• [Description of the task]
Your task is to output the data exactly as it stands.

• [Provided material]
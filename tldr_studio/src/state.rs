use std::sync::Arc;

use tldr_app::{ConfigError, ContextProvider, StudioConfig};
use tldr_ffmpeg::slideshow::RenderSettings;
use tldr_openai::{OpenAiProvider, OpenAiSettings};
use tldr_pipeline::{ArtifactStore, Pipeline, PipelineSettings};
use tokio::sync::{Mutex, OwnedMutexGuard};
use types::SpeechVoice;

use crate::error::StudioError;

#[derive(Debug, Clone)]
pub struct AppState {
    pub pipeline: Arc<Pipeline>,

    // held for the whole of a stage so two stages never write at once
    stage_lock: Arc<Mutex<()>>,
}

impl AppState {
    pub fn new(pipeline: Pipeline) -> Self {
        Self {
            pipeline: Arc::new(pipeline),
            stage_lock: Arc::new(Mutex::new(())),
        }
    }

    /// Claims the stage slot, or fails right away if a stage is running.
    ///
    /// # Errors
    /// `Busy` while another request holds the slot.
    pub fn begin_stage(&self) -> Result<OwnedMutexGuard<()>, StudioError> {
        self.stage_lock
            .clone()
            .try_lock_owned()
            .map_err(|_| StudioError::Busy)
    }
}

/// Everything `main` needs: the router state and where to listen.
#[derive(Debug, Clone)]
pub struct StudioContext {
    pub state: AppState,
    pub listen_addr: String,
}

impl ContextProvider for StudioContext {
    async fn new(config: StudioConfig) -> Result<Self, ConfigError> {
        let api_key = config.api_key().ok_or_else(|| {
            ConfigError::MissingApiKey(tldr_app::DEFAULT_SECRETS_FILE.to_string())
        })?;

        let default_voice: SpeechVoice =
            config.default_voice.parse().map_err(ConfigError::Invalid)?;

        let provider = OpenAiProvider::new(
            api_key,
            OpenAiSettings {
                chat_model: config.chat_model.clone(),
                system_prompt: config.system_prompt.clone(),
                temperature: config.temperature,
                tts_model: config.tts_model.clone(),
                transcription_model: config.transcription_model.clone(),
                image_model: config.image_model.clone(),
                image_size: config.image_size.clone(),
            },
        )
        .map_err(|e| ConfigError::Context(Box::new(e)))?;

        let store = ArtifactStore::new(&config.workspace_dir);
        store
            .ensure()
            .await
            .map_err(|e| ConfigError::Context(Box::new(e)))?;

        let settings = PipelineSettings {
            default_voice,
            image_style: config.image_style.clone(),
            image_size: Some(config.image_size.clone()),
            ffprobe_path: config.ffprobe_path.clone(),
            render: RenderSettings {
                ffmpeg_path: config.ffmpeg_path.clone(),
                frame_rate: config.frame_rate,
                resolution: (config.video_width, config.video_height),
                transition: config.transition_seconds,
            },
        };

        Ok(Self {
            state: AppState::new(Pipeline::new(
                Arc::new(provider),
                store,
                settings,
            )),
            listen_addr: config.listen_addr,
        })
    }
}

• [Solution]
filename tldr_studio/src/state.rs
use std::sync::Arc;

use tldr_app::{ConfigError, ContextProvider, StudioConfig};
use tldr_ffmpeg::slideshow::RenderSettings;
use tldr_openai::{OpenAiProvider, OpenAiSettings};
use tldr_pipeline::{ArtifactStore, Pipeline, PipelineSettings};
use tokio::sync::{Mutex, OwnedMutexGuard};
use types::SpeechVoice;

use crate::error::StudioError;

#[derive(Debug, Clone)]
pub struct AppState {
    pub pipeline: Arc<Pipeline>,

    // held for the whole of a stage so two stages never write at once
    stage_lock: Arc<Mutex<()>>,
}

impl AppState {
    pub fn new(pipeline: Pipeline) -> Self {
        Self {
            pipeline: Arc::new(pipeline),
            stage_lock: Arc::new(Mutex::new(())),
        }
    }

    /// Claims the stage slot, or fails right away if a stage is running.
    ///
    /// # Errors
    /// `Busy` while another request holds the slot.
    pub fn begin_stage(&self) -> Result<OwnedMutexGuard<()>, StudioError> {
        self.stage_lock
            .clone()
            .try_lock_owned()
            .map_err(|_| StudioError::Busy)
    }
}

/// Everything `main` needs: the router state and where to listen.
#[derive(Debug, Clone)]
pub struct StudioContext {
    pub state: AppState,
    pub listen_addr: String,
}

impl ContextProvider for StudioContext {
    async fn new(config: StudioConfig) -> Result<Self, ConfigError> {
        let api_key = config.api_key().ok_or_else(|| {
            ConfigError::MissingApiKey(tldr_app::DEFAULT_SECRETS_FILE.to_string())
        })?;

        let default_voice: SpeechVoice =
            config.default_voice.parse().map_err(ConfigError::Invalid)?;

        let provider = OpenAiProvider::new(
            api_key,
            OpenAiSettings {
                chat_model: config.chat_model.clone(),
                system_prompt: config.system_prompt.clone(),
                temperature: config.temperature,
                tts_model: config.tts_model.clone(),
                transcription_model: config.transcription_model.clone(),
                image_model: config.image_model.clone(),
                image_size: config.image_size.clone(),
            },
        )
        .map_err(|e| ConfigError::Context(Box::new(e)))?;

        let store = ArtifactStore::new(&config.workspace_dir);
        store
            .ensure()
            .await
            .map_err(|e| ConfigError::Context(Box::new(e)))?;

        let settings = PipelineSettings {
            default_voice,
            image_style: config.image_style.clone(),
            image_size: Some(config.image_size.clone()),
            ffprobe_path: config.ffprobe_path.clone(),
            render: RenderSettings {
                ffmpeg_path: config.ffmpeg_path.clone(),
                frame_rate: config.frame_rate,
                resolution: (config.video_width, config.video_height),
                transition: config.transition_seconds,
            },
        };

        Ok(Self {
            state: AppState::new(Pipeline::new(
                Arc::new(provider),
                store,
                settings,
            )),
            listen_addr: config.listen_addr,
        })
    }
}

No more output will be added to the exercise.